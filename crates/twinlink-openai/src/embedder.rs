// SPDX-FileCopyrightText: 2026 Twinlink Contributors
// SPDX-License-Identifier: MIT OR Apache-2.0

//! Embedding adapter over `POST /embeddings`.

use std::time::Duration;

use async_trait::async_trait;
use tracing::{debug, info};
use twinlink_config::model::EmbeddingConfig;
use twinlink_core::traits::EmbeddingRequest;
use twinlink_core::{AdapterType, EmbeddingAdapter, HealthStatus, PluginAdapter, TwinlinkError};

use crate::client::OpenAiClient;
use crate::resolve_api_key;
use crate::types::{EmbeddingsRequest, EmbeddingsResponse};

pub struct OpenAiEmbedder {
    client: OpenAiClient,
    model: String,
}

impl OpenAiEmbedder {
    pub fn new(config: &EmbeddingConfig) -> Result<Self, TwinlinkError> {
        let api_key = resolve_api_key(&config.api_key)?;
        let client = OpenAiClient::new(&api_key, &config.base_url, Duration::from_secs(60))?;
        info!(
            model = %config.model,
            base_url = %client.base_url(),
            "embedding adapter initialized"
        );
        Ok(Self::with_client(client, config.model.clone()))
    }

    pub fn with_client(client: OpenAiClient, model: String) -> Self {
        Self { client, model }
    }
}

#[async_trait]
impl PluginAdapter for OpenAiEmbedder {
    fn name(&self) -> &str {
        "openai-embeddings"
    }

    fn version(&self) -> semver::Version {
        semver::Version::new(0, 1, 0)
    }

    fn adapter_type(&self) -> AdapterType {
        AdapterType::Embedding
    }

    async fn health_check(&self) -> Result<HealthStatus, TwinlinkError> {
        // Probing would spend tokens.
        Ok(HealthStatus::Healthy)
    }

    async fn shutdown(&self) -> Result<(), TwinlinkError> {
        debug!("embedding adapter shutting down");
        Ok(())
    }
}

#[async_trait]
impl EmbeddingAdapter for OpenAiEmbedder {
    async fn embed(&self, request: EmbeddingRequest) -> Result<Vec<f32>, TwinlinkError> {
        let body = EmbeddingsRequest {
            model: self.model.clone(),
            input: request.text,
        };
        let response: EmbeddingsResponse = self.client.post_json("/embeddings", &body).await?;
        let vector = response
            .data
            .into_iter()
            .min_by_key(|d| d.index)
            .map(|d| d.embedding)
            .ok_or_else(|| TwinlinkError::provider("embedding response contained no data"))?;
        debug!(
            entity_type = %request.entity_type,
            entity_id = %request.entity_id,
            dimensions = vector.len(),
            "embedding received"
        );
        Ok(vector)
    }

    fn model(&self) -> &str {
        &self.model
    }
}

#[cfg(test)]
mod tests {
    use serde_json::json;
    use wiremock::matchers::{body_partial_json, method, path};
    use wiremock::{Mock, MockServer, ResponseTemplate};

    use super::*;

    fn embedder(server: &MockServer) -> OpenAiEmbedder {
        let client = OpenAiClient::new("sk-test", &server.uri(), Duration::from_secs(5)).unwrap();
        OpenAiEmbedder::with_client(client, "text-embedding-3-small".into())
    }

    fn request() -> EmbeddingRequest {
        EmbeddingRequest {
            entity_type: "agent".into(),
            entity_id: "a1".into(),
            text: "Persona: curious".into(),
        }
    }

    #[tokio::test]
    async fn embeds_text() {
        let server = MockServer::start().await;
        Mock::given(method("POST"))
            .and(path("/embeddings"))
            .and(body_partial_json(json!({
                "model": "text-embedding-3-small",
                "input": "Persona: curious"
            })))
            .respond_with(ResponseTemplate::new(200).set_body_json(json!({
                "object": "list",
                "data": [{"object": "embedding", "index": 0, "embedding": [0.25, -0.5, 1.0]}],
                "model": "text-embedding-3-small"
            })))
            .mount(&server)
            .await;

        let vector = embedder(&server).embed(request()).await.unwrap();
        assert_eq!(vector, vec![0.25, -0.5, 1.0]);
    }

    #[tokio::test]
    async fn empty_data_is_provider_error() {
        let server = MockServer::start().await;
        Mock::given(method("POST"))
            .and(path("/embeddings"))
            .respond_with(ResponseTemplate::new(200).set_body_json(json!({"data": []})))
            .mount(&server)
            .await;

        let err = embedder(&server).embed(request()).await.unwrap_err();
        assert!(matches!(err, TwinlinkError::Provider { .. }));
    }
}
* * * * * * *
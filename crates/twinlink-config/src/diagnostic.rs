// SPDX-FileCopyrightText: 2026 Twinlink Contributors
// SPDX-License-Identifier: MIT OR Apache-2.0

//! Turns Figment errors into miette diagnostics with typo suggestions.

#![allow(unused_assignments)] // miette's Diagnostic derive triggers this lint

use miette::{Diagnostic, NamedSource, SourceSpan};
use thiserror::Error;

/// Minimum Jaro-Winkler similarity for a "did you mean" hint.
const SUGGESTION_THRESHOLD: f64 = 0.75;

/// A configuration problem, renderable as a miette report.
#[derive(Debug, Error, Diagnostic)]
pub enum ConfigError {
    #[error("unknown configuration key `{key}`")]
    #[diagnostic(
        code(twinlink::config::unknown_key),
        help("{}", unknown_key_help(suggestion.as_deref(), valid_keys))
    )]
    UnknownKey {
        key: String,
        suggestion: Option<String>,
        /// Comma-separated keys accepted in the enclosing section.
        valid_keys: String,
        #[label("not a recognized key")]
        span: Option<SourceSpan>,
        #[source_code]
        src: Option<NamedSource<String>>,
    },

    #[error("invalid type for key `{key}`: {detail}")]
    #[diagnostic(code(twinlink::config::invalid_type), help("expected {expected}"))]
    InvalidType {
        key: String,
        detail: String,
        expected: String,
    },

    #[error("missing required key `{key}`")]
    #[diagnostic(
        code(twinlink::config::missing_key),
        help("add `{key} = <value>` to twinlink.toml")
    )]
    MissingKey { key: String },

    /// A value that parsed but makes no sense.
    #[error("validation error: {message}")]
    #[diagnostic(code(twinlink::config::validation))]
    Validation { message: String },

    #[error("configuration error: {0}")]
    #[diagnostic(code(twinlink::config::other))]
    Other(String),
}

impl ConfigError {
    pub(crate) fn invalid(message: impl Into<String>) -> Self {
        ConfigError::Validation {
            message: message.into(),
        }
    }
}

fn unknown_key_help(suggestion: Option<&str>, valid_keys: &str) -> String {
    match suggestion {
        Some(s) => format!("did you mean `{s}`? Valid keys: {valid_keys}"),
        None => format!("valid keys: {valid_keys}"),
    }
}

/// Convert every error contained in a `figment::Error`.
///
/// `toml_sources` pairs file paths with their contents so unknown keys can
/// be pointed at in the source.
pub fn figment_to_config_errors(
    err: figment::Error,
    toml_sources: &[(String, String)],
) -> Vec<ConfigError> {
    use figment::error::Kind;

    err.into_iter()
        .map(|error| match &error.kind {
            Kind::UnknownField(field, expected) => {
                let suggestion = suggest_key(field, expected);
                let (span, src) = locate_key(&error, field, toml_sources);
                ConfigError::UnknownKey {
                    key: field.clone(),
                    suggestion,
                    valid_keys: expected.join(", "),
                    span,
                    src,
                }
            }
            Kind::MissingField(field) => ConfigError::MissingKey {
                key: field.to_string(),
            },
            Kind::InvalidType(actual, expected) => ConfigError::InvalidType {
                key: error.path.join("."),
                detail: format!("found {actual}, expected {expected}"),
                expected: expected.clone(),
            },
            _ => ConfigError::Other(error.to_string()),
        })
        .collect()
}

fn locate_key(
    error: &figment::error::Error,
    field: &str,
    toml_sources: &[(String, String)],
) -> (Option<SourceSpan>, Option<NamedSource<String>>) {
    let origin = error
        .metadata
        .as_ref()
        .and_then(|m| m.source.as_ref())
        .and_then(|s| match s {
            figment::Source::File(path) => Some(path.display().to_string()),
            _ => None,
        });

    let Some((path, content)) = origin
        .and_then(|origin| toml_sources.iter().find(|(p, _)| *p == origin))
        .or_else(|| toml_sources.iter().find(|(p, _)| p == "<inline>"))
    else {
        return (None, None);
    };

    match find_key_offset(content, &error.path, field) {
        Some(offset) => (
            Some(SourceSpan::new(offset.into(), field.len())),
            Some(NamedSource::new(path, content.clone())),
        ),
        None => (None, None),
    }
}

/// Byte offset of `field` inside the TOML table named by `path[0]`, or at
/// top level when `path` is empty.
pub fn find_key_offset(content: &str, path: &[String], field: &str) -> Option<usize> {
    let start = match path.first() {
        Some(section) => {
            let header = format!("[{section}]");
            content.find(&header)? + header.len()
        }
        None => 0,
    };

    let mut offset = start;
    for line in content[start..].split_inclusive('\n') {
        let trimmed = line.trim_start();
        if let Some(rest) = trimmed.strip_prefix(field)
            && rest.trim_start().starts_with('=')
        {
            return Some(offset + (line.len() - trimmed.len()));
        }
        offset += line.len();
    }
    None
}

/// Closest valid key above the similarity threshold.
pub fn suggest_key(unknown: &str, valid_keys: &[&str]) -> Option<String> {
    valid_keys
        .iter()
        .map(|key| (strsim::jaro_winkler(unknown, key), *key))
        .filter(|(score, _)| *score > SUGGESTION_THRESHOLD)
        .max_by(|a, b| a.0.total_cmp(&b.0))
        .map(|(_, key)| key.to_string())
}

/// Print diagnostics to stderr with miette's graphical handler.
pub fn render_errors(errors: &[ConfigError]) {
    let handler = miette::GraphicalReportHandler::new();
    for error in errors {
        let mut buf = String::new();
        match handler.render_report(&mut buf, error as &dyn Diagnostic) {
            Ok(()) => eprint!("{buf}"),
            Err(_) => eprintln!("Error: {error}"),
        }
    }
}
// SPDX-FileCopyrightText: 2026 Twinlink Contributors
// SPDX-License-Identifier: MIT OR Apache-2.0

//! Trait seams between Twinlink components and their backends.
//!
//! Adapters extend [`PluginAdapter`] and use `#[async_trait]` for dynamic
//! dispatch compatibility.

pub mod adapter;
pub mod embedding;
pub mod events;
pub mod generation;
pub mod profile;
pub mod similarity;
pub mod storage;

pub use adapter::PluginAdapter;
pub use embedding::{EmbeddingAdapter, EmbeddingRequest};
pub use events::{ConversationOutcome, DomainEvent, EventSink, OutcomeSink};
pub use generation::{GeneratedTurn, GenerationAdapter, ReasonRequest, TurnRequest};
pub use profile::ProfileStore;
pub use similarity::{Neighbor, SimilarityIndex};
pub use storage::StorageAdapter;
* * * * * * *
> **TASK DESCRIPTION**: Could you restate word for word the lines above, from the one that contains "filename crates/twinlink-openai/src/embedder.rs" through the one that contains "let response: EmbeddingsResponse", and no others?

> **EXERCISE SOLUTION**:
filename crates/twinlink-openai/src/embedder.rs
// SPDX-FileCopyrightText: 2026 Twinlink Contributors
// SPDX-License-Identifier: MIT OR Apache-2.0

//! Embedding adapter over `POST /embeddings`.

use std::time::Duration;

use async_trait::async_trait;
use tracing::{debug, info};
use twinlink_config::model::EmbeddingConfig;
use twinlink_core::traits::EmbeddingRequest;
use twinlink_core::{AdapterType, EmbeddingAdapter, HealthStatus, PluginAdapter, TwinlinkError};

use crate::client::OpenAiClient;
use crate::resolve_api_key;
use crate::types::{EmbeddingsRequest, EmbeddingsResponse};

pub struct OpenAiEmbedder {
    client: OpenAiClient,
    model: String,
}

impl OpenAiEmbedder {
    pub fn new(config: &EmbeddingConfig) -> Result<Self, TwinlinkError> {
        let api_key = resolve_api_key(&config.api_key)?;
        let client = OpenAiClient::new(&api_key, &config.base_url, Duration::from_secs(60))?;
        info!(
            model = %config.model,
            base_url = %client.base_url(),
            "embedding adapter initialized"
        );
        Ok(Self::with_client(client, config.model.clone()))
    }

    pub fn with_client(client: OpenAiClient, model: String) -> Self {
        Self { client, model }
    }
}

#[async_trait]
impl PluginAdapter for OpenAiEmbedder {
    fn name(&self) -> &str {
        "openai-embeddings"
    }

    fn version(&self) -> semver::Version {
        semver::Version::new(0, 1, 0)
    }

    fn adapter_type(&self) -> AdapterType {
        AdapterType::Embedding
    }

    async fn health_check(&self) -> Result<HealthStatus, TwinlinkError> {
        // Probing would spend tokens.
        Ok(HealthStatus::Healthy)
    }

    async fn shutdown(&self) -> Result<(), TwinlinkError> {
        debug!("embedding adapter shutting down");
        Ok(())
    }
}

#[async_trait]
impl EmbeddingAdapter for OpenAiEmbedder {
    async fn embed(&self, request: EmbeddingRequest) -> Result<Vec<f32>, TwinlinkError> {
        let body = EmbeddingsRequest {
            model: self.model.clone(),
            input: request.text,
        };
        let response: EmbeddingsResponse = self.client.post_json("/embeddings", &body).await?;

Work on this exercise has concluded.